Problem statement. Please count how many lines below contain the word "BannerKind" and give nothing but that figure.

Dataset excerpts
________________________________________
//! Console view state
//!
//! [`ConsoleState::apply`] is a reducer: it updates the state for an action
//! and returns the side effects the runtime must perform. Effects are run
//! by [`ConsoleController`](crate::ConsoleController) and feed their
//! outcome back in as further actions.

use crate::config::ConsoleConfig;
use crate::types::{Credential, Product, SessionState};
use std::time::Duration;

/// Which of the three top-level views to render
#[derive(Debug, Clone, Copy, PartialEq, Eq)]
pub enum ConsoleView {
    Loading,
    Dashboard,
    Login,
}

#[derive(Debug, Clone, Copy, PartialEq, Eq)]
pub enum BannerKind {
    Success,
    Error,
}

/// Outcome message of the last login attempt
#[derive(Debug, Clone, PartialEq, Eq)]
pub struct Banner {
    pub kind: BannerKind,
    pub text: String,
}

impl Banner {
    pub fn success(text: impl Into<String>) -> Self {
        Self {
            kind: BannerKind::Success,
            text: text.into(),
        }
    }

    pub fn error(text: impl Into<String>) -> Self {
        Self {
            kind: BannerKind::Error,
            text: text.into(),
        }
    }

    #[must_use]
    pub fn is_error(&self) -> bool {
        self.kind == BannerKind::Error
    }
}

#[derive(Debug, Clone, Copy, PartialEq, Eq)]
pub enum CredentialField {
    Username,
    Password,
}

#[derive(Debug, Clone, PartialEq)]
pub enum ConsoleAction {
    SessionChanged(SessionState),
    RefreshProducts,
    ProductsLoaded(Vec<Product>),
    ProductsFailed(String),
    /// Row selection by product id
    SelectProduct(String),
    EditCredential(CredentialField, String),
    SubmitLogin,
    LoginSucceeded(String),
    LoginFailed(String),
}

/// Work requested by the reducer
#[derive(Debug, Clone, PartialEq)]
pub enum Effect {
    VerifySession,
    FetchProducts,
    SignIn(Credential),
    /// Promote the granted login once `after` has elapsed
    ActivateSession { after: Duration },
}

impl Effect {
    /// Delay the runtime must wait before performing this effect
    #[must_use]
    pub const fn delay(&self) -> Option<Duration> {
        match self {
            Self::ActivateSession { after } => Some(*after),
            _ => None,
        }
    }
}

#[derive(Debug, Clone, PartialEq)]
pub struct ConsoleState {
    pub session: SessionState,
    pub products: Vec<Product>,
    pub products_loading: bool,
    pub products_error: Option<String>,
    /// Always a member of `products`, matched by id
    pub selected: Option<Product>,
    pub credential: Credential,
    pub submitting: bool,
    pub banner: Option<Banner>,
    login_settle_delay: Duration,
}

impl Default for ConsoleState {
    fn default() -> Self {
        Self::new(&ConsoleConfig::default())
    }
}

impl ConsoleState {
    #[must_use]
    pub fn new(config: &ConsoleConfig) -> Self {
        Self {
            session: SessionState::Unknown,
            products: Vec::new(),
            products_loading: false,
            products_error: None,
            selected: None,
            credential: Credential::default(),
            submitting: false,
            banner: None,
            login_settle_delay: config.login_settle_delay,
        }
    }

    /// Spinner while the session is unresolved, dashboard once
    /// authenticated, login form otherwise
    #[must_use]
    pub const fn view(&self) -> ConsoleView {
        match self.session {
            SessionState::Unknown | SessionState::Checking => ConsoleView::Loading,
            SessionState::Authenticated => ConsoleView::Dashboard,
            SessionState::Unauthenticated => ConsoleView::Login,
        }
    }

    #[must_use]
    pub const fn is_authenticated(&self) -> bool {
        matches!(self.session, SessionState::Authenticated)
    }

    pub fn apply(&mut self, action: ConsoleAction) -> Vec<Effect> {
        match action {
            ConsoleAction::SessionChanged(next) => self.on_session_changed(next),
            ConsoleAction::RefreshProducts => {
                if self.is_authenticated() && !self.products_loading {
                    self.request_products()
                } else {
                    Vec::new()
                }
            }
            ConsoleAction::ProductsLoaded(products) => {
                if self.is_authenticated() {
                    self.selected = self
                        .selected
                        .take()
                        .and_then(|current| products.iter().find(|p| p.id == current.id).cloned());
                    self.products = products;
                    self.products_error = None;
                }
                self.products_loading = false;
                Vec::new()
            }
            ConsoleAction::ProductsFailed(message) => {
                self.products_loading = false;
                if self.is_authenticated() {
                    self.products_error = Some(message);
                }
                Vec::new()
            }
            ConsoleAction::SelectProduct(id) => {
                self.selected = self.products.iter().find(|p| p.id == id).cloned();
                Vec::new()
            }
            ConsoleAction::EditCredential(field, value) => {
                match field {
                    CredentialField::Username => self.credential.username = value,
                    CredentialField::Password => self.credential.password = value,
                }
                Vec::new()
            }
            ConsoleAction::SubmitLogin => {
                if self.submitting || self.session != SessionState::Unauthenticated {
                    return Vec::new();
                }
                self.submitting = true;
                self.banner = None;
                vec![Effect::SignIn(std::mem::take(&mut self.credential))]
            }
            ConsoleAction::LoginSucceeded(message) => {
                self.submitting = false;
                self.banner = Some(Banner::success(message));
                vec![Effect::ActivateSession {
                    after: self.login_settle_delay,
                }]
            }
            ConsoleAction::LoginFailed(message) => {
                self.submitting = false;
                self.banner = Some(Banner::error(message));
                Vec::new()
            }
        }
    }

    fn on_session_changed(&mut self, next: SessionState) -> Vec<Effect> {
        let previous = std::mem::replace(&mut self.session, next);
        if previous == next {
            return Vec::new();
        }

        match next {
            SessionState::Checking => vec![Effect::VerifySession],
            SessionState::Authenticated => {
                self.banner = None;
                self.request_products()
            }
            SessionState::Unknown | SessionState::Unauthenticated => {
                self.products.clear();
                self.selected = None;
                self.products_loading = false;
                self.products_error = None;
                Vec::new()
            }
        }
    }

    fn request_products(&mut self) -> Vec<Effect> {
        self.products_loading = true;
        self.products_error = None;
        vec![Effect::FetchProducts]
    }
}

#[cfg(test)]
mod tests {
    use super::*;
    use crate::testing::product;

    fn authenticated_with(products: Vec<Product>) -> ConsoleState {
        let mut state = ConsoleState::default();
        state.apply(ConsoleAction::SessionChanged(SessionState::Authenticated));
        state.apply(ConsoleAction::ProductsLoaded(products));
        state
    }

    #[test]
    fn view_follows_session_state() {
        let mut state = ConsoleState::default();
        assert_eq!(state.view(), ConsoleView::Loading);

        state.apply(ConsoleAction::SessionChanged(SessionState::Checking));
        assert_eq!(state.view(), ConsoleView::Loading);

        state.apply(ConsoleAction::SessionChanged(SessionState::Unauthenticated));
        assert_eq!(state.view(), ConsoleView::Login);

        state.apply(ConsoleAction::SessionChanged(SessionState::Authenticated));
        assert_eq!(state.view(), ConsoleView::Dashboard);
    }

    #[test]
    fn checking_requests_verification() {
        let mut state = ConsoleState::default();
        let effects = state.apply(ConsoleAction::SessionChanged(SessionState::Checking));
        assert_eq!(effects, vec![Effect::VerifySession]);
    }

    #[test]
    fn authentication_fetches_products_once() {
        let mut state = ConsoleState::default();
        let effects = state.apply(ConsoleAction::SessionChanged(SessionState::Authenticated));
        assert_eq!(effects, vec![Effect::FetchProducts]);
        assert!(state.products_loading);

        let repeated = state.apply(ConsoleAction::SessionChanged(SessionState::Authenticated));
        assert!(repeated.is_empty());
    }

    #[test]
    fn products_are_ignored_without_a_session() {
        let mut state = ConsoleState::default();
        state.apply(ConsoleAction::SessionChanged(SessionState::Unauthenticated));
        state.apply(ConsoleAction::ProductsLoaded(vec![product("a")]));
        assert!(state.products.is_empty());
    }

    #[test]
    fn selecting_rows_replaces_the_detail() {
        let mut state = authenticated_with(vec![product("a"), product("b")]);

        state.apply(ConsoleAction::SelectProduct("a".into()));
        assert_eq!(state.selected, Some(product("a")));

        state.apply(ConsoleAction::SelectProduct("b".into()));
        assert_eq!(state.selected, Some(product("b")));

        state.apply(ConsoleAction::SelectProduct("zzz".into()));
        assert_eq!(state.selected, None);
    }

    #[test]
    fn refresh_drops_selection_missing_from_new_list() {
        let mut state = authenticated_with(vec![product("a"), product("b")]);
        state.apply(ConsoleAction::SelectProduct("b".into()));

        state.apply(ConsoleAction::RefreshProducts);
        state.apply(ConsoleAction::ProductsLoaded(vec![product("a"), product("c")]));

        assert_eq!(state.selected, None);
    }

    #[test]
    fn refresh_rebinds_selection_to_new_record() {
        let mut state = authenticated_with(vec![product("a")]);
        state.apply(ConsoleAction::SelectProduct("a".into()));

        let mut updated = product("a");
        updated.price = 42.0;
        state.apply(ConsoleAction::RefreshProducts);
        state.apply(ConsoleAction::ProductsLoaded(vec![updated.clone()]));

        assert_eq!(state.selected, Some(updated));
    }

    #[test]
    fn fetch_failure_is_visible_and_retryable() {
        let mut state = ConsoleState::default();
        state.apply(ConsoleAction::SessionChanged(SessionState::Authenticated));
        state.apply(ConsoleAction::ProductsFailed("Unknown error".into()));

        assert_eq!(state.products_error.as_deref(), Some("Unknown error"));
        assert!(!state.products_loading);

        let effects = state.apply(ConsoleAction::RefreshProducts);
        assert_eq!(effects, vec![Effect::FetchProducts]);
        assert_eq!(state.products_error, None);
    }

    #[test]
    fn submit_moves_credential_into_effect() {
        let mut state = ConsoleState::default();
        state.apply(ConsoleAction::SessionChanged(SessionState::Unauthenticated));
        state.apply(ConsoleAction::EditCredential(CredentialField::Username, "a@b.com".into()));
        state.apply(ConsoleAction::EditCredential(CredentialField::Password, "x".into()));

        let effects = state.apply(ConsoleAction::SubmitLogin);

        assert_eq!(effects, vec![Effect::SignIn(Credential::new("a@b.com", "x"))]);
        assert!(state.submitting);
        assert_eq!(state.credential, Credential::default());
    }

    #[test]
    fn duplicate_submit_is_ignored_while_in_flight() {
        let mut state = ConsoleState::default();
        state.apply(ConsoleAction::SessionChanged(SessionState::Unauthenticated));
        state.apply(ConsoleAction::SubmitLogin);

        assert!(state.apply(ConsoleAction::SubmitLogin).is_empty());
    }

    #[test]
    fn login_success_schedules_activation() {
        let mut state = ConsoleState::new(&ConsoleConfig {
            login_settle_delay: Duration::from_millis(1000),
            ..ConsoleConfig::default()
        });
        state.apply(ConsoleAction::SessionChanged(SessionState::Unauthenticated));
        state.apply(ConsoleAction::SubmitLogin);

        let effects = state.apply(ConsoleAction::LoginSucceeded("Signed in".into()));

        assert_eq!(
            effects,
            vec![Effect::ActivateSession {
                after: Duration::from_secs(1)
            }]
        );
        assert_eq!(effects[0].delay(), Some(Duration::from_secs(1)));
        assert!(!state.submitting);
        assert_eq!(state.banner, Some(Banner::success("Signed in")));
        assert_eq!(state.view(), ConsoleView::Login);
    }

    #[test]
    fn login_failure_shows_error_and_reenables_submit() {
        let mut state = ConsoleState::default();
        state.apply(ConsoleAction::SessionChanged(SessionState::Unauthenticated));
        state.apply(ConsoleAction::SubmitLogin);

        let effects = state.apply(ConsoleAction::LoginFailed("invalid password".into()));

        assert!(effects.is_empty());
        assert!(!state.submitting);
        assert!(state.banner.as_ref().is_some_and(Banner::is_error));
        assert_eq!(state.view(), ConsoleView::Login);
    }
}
________________________________________
Task output. 5